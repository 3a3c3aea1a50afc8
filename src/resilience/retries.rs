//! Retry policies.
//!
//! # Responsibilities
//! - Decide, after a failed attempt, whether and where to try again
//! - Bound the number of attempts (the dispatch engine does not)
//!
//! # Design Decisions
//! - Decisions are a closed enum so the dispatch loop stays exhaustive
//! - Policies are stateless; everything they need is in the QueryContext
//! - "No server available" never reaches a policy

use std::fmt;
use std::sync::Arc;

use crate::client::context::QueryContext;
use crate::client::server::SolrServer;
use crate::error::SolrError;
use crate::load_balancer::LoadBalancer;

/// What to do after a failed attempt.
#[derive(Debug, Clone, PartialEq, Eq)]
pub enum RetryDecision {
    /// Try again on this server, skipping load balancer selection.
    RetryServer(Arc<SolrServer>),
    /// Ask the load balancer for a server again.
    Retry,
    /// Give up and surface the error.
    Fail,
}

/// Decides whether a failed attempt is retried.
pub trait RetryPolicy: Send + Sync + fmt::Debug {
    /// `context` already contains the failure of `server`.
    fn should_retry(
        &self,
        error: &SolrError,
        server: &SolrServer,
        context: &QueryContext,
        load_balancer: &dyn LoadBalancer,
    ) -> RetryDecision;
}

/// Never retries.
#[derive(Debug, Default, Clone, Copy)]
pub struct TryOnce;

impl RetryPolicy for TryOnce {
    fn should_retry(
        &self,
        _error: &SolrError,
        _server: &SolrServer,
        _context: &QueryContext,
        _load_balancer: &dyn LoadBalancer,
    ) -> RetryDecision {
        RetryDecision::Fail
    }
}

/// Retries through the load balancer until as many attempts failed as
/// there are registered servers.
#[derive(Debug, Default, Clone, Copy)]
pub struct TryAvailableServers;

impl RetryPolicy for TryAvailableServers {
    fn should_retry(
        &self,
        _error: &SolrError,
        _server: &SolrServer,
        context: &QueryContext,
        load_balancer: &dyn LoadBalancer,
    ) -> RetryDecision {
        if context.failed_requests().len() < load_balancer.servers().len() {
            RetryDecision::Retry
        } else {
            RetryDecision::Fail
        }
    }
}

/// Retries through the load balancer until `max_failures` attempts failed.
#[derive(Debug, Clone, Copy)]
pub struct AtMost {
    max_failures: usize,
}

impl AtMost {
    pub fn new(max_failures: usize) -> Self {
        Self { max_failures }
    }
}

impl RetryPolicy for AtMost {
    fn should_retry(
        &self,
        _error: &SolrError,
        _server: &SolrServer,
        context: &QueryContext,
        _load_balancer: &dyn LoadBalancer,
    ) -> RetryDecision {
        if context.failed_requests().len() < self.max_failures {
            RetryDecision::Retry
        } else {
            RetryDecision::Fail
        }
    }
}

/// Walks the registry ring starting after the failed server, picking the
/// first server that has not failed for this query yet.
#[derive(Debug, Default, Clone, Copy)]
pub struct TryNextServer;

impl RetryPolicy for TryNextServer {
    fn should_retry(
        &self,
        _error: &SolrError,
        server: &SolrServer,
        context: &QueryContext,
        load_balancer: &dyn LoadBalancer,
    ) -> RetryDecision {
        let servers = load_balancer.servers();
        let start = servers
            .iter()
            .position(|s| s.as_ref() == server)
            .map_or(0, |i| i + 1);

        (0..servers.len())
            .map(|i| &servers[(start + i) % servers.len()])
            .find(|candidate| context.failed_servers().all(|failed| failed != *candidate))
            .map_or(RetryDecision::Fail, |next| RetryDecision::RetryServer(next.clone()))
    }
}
------------------------------------
Your instructions
Using the data above, repeat exactly the lines that begin at the line with "use crate::load_balancer::LoadBalancer;" and end at the line with "server, picking the", both ends included.

Response to the exercise
use crate::load_balancer::LoadBalancer;

/// What to do after a failed attempt.
#[derive(Debug, Clone, PartialEq, Eq)]
pub enum RetryDecision {
    /// Try again on this server, skipping load balancer selection.
    RetryServer(Arc<SolrServer>),
    /// Ask the load balancer for a server again.
    Retry,
    /// Give up and surface the error.
    Fail,
}

/// Decides whether a failed attempt is retried.
pub trait RetryPolicy: Send + Sync + fmt::Debug {
    /// `context` already contains the failure of `server`.
    fn should_retry(
        &self,
        error: &SolrError,
        server: &SolrServer,
        context: &QueryContext,
        load_balancer: &dyn LoadBalancer,
    ) -> RetryDecision;
}

/// Never retries.
#[derive(Debug, Default, Clone, Copy)]
pub struct TryOnce;

impl RetryPolicy for TryOnce {
    fn should_retry(
        &self,
        _error: &SolrError,
        _server: &SolrServer,
        _context: &QueryContext,
        _load_balancer: &dyn LoadBalancer,
    ) -> RetryDecision {
        RetryDecision::Fail
    }
}

/// Retries through the load balancer until as many attempts failed as
/// there are registered servers.
#[derive(Debug, Default, Clone, Copy)]
pub struct TryAvailableServers;

impl RetryPolicy for TryAvailableServers {
    fn should_retry(
        &self,
        _error: &SolrError,
        _server: &SolrServer,
        context: &QueryContext,
        load_balancer: &dyn LoadBalancer,
    ) -> RetryDecision {
        if context.failed_requests().len() < load_balancer.servers().len() {
            RetryDecision::Retry
        } else {
            RetryDecision::Fail
        }
    }
}

/// Retries through the load balancer until `max_failures` attempts failed.
#[derive(Debug, Clone, Copy)]
pub struct AtMost {
    max_failures: usize,
}

impl AtMost {
    pub fn new(max_failures: usize) -> Self {
        Self { max_failures }
    }
}

impl RetryPolicy for AtMost {
    fn should_retry(
        &self,
        _error: &SolrError,
        _server: &SolrServer,
        context: &QueryContext,
        _load_balancer: &dyn LoadBalancer,
    ) -> RetryDecision {
        if context.failed_requests().len() < self.max_failures {
            RetryDecision::Retry
        } else {
            RetryDecision::Fail
        }
    }
}

/// Walks the registry ring starting after the failed server, picking the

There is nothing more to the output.